DATASET EXCERPTS |

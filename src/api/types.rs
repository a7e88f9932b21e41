//! Wire types for the REST API
//!
//! Response shapes mirror what the frontend already consumes (field names
//! like `missing_columns`, `shap_values`, `total_predictions` come from the
//! existing client contract); internal types are mapped here rather than
//! serialized directly.

use std::collections::BTreeMap;

use chrono::{DateTime, NaiveDate, Utc};
use serde::{Deserialize, Serialize};
use serde_json::Value;

use crate::engine::{BatchItemOutcome, BatchOutcome, ExplanationReport};
use crate::history::{HistoryPage, MetricsSnapshot, Prediction};
use crate::model::{ModelStatus, ModelVersion, TrainingMetrics};
use crate::schema::{FeatureSchema, FeatureSpec, FeatureVector, ValidationReport};

#[derive(Debug, Serialize)]
pub struct HealthResponse {
    pub status: &'static str,
    pub model_status: &'static str,
    pub timestamp: DateTime<Utc>,
}

#[derive(Debug, Serialize)]
pub struct ModelInfoResponse {
    pub model_name: String,
    pub version: String,
    pub algorithm: String,
    pub training_date: NaiveDate,
    pub target: Option<String>,
    pub description: Option<String>,
    pub performance_metrics: TrainingMetrics,
}

#[derive(Debug, Serialize)]
pub struct FeaturesResponse {
    pub total_features: usize,
    pub categorical_features: usize,
    pub numerical_features: usize,
    pub features: Vec<FeatureSpec>,
}

impl FeaturesResponse {
    pub fn from_schema(schema: &FeatureSchema) -> Self {
        Self {
            total_features: schema.len(),
            categorical_features: schema.categorical_count(),
            numerical_features: schema.numeric_count(),
            features: schema.iter().cloned().collect(),
        }
    }
}

#[derive(Debug, Serialize)]
pub struct InvalidValueDto {
    pub field: String,
    pub reason: &'static str,
    pub detail: String,
}

#[derive(Debug, Serialize)]
pub struct ValidateResponse {
    pub is_valid: bool,
    pub missing_columns: Vec<String>,
    pub invalid_values: Vec<InvalidValueDto>,
    pub message: String,
}

impl From<ValidationReport> for ValidateResponse {
    fn from(report: ValidationReport) -> Self {
        Self {
            is_valid: report.is_valid,
            missing_columns: report.missing_fields,
            invalid_values: report
                .invalid_fields
                .into_iter()
                .map(|f| InvalidValueDto {
                    field: f.field,
                    reason: f.reason.as_str(),
                    detail: f.detail,
                })
                .collect(),
            message: report.message,
        }
    }
}

#[derive(Debug, Serialize)]
pub struct PreprocessResponse {
    pub preprocessed_data: BTreeMap<String, Value>,
}

impl PreprocessResponse {
    /// Flat name-to-value mapping; NaN missing-markers serialize as null.
    pub fn from_vector(schema: &FeatureSchema, vector: &FeatureVector) -> Self {
        let preprocessed_data = schema
            .iter()
            .enumerate()
            .map(|(i, spec)| {
                let value = vector
                    .get(i)
                    .and_then(serde_json::Number::from_f64)
                    .map(Value::Number)
                    .unwrap_or(Value::Null);
                (spec.name.clone(), value)
            })
            .collect();
        Self { preprocessed_data }
    }
}

#[derive(Debug, Serialize)]
pub struct PredictionDto {
    pub prediction_id: String,
    #[serde(skip_serializing_if = "Option::is_none")]
    #[serde(rename = "MASK_ID")]
    pub mask_id: Option<Value>,
    pub prediction: &'static str,
    pub probability: f64,
    pub class_label: &'static str,
    pub confidence: &'static str,
    pub model_id: String,
    pub timestamp: DateTime<Utc>,
}

impl From<&Prediction> for PredictionDto {
    fn from(p: &Prediction) -> Self {
        Self {
            prediction_id: p.prediction_id.clone(),
            mask_id: p.mask_id.clone(),
            prediction: p.class_label.display_name(),
            probability: p.probability,
            class_label: p.class_label.description(),
            confidence: p.confidence_band.as_str(),
            model_id: p.model_id.clone(),
            timestamp: p.timestamp,
        }
    }
}

#[derive(Debug, Serialize)]
pub struct BatchFailureDto {
    pub index: usize,
    #[serde(skip_serializing_if = "Option::is_none")]
    #[serde(rename = "MASK_ID")]
    pub mask_id: Option<Value>,
    pub kind: String,
    pub message: String,
    #[serde(skip_serializing_if = "Option::is_none")]
    pub missing_columns: Option<Vec<String>>,
    #[serde(skip_serializing_if = "Option::is_none")]
    pub invalid_values: Option<Vec<InvalidValueDto>>,
}

#[derive(Debug, Serialize)]
pub struct BatchSummaryDto {
    pub total_records: usize,
    pub good_subjects: usize,
    pub bad_subjects: usize,
    pub failed_records: usize,
    pub not_attempted: usize,
}

#[derive(Debug, Serialize)]
pub struct BatchResponse {
    pub predictions: Vec<PredictionDto>,
    pub failures: Vec<BatchFailureDto>,
    pub not_attempted: Vec<usize>,
    pub summary: BatchSummaryDto,
}

impl From<&BatchOutcome> for BatchResponse {
    fn from(outcome: &BatchOutcome) -> Self {
        let mut predictions = Vec::new();
        let mut failures = Vec::new();
        let mut not_attempted = Vec::new();
        for item in &outcome.items {
            match &item.outcome {
                BatchItemOutcome::Predicted(p) => predictions.push(PredictionDto::from(p)),
                BatchItemOutcome::Failed(f) => {
                    let (missing, invalid) = match &f.report {
                        Some(report) => (
                            Some(report.missing_fields.clone()),
                            Some(
                                report
                                    .invalid_fields
                                    .iter()
                                    .map(|v| InvalidValueDto {
                                        field: v.field.clone(),
                                        reason: v.reason.as_str(),
                                        detail: v.detail.clone(),
                                    })
                                    .collect(),
                            ),
                        ),
                        None => (None, None),
                    };
                    failures.push(BatchFailureDto {
                        index: item.index,
                        mask_id: item.mask_id.clone(),
                        kind: f.kind.clone(),
                        message: f.message.clone(),
                        missing_columns: missing,
                        invalid_values: invalid,
                    });
                }
                BatchItemOutcome::NotAttempted => not_attempted.push(item.index),
            }
        }
        Self {
            predictions,
            failures,
            not_attempted,
            summary: BatchSummaryDto {
                total_records: outcome.summary.total_records,
                good_subjects: outcome.summary.good_subjects,
                bad_subjects: outcome.summary.bad_subjects,
                failed_records: outcome.summary.failed_records,
                not_attempted: outcome.summary.not_attempted,
            },
        }
    }
}

#[derive(Debug, Serialize)]
pub struct ContributionDto {
    pub feature: String,
    pub value: f64,
    pub impact: f64,
}

#[derive(Debug, Serialize)]
pub struct ShapValuesDto {
    pub base_value: f64,
    pub features: BTreeMap<String, f64>,
}

#[derive(Debug, Serialize)]
pub struct ExplanationBodyDto {
    pub top_positive_features: Vec<ContributionDto>,
    pub top_negative_features: Vec<ContributionDto>,
    pub shap_values: ShapValuesDto,
}

#[derive(Debug, Serialize)]
pub struct ExplainResponse {
    pub prediction: &'static str,
    pub probability: f64,
    pub model_id: String,
    pub explanation: ExplanationBodyDto,
}

impl From<&ExplanationReport> for ExplainResponse {
    fn from(report: &ExplanationReport) -> Self {
        let to_dto = |c: &crate::engine::FeatureContribution| ContributionDto {
            feature: c.feature.clone(),
            value: c.value,
            impact: c.impact,
        };
        Self {
            prediction: report.class_label.display_name(),
            probability: report.probability,
            model_id: report.model_id.clone(),
            explanation: ExplanationBodyDto {
                top_positive_features: report.top_positive_features.iter().map(to_dto).collect(),
                top_negative_features: report.top_negative_features.iter().map(to_dto).collect(),
                shap_values: ShapValuesDto {
                    base_value: report.explanation.base_value,
                    features: report
                        .explanation
                        .contributions
                        .iter()
                        .map(|c| (c.feature.clone(), c.impact))
                        .collect(),
                },
            },
        }
    }
}

#[derive(Debug, Serialize)]
pub struct ModelDto {
    pub model_id: String,
    pub version: String,
    pub algorithm: String,
    pub training_date: NaiveDate,
    pub accuracy: f64,
    pub precision: f64,
    pub recall: f64,
    pub f1_score: f64,
    pub roc_auc: f64,
    pub status: ModelStatus,
    #[serde(skip_serializing_if = "Option::is_none")]
    pub description: Option<String>,
}

impl From<&ModelVersion> for ModelDto {
    fn from(v: &ModelVersion) -> Self {
        Self {
            model_id: v.model_id.clone(),
            version: v.version.clone(),
            algorithm: v.algorithm.clone(),
            training_date: v.training_date,
            accuracy: v.metrics.accuracy,
            precision: v.metrics.precision,
            recall: v.metrics.recall,
            f1_score: v.metrics.f1_score,
            roc_auc: v.metrics.roc_auc,
            status: v.status,
            description: v.description.clone(),
        }
    }
}

#[derive(Debug, Serialize)]
pub struct ModelsResponse {
    pub models: Vec<ModelDto>,
}

#[derive(Debug, Serialize)]
pub struct MetricsResponse {
    pub status: &'static str,
    pub last_evaluated: DateTime<Utc>,
    pub sample_size: usize,
    pub window_size: usize,
    #[serde(skip_serializing_if = "Option::is_none")]
    pub accuracy: Option<f64>,
    #[serde(skip_serializing_if = "Option::is_none")]
    pub precision: Option<f64>,
    #[serde(skip_serializing_if = "Option::is_none")]
    pub recall: Option<f64>,
    #[serde(skip_serializing_if = "Option::is_none")]
    pub f1_score: Option<f64>,
    #[serde(skip_serializing_if = "Option::is_none")]
    pub roc_auc: Option<f64>,
    #[serde(skip_serializing_if = "Option::is_none")]
    pub confusion_matrix: Option<crate::history::ConfusionMatrix>,
    #[serde(skip_serializing_if = "Option::is_none")]
    pub per_class_metrics: Option<BTreeMap<String, crate::history::ClassMetrics>>,
}

impl From<MetricsSnapshot> for MetricsResponse {
    fn from(snapshot: MetricsSnapshot) -> Self {
        match snapshot.evaluated {
            Some(evaluated) => Self {
                status: "ok",
                last_evaluated: snapshot.last_evaluated,
                sample_size: snapshot.sample_size,
                window_size: snapshot.window_size,
                accuracy: Some(evaluated.accuracy),
                precision: Some(evaluated.precision),
                recall: Some(evaluated.recall),
                f1_score: Some(evaluated.f1_score),
                roc_auc: evaluated.roc_auc,
                confusion_matrix: Some(evaluated.confusion_matrix),
                per_class_metrics: Some(evaluated.per_class_metrics),
            },
            None => Self {
                status: "unavailable",
                last_evaluated: snapshot.last_evaluated,
                sample_size: snapshot.sample_size,
                window_size: snapshot.window_size,
                accuracy: None,
                precision: None,
                recall: None,
                f1_score: None,
                roc_auc: None,
                confusion_matrix: None,
                per_class_metrics: None,
            },
        }
    }
}

#[derive(Debug, Serialize)]
pub struct HistoryItemDto {
    pub prediction_id: String,
    pub timestamp: DateTime<Utc>,
    pub prediction: &'static str,
    pub probability: f64,
    pub confidence: &'static str,
    pub model_name: String,
}

#[derive(Debug, Serialize)]
pub struct HistoryResponse {
    pub predictions: Vec<HistoryItemDto>,
    pub total_predictions: usize,
    pub page: usize,
    pub page_size: usize,
}

impl From<HistoryPage> for HistoryResponse {
    fn from(page: HistoryPage) -> Self {
        Self {
            predictions: page
                .items
                .iter()
                .map(|p| HistoryItemDto {
                    prediction_id: p.prediction_id.clone(),
                    timestamp: p.timestamp,
                    prediction: p.class_label.display_name(),
                    probability: p.probability,
                    confidence: p.confidence_band.as_str(),
                    model_name: p.model_id.clone(),
                })
                .collect(),
            total_predictions: page.total_count,
            page: page.page,
            page_size: page.page_size,
        }
    }
}

/// Query parameters for `GET /api/history`.
#[derive(Debug, Default, Deserialize)]
pub struct HistoryQuery {
    pub page: Option<usize>,
    pub size: Option<usize>,
    /// Filter by predicted class display name ("Good Subject"/"Bad Subject").
    pub prediction: Option<String>,
    pub model_id: Option<String>,
}

/// Query parameters for `GET /api/metrics`.
#[derive(Debug, Default, Deserialize)]
pub struct MetricsQuery {
    pub last_n: Option<usize>,
    pub model_id: Option<String>,
}

/// Query parameters for `POST /api/predict/batch`.
#[derive(Debug, Default, Deserialize)]
pub struct BatchQuery {
    /// Soft deadline for the whole batch in milliseconds.
    pub timeout_ms: Option<u64>,
}

/// Body for `POST /api/history/:id/outcome`.
#[derive(Debug, Deserialize)]
pub struct OutcomeRequest {
    /// Observed outcome as a class display name.
    pub actual: String,
}

/// Body for `POST /api/models/:id/deploy` response.
#[derive(Debug, Serialize)]
pub struct DeployResponse {
    pub deployment_id: uuid::Uuid,
    pub previous_model: Option<String>,
    pub new_model: String,
    pub status: ModelStatus,
    pub deployment_time: DateTime<Utc>,
    pub message: String,
}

TASK TO COMPLETE |
Filter the listing above down to the lines that contain the word "FeatureSchema".

RESPONSE FOR THIS EXERCISE |
use crate::schema::{FeatureSchema, FeatureSpec, FeatureVector, ValidationReport};
    pub fn from_schema(schema: &FeatureSchema) -> Self {
    pub fn from_vector(schema: &FeatureSchema, vector: &FeatureVector) -> Self {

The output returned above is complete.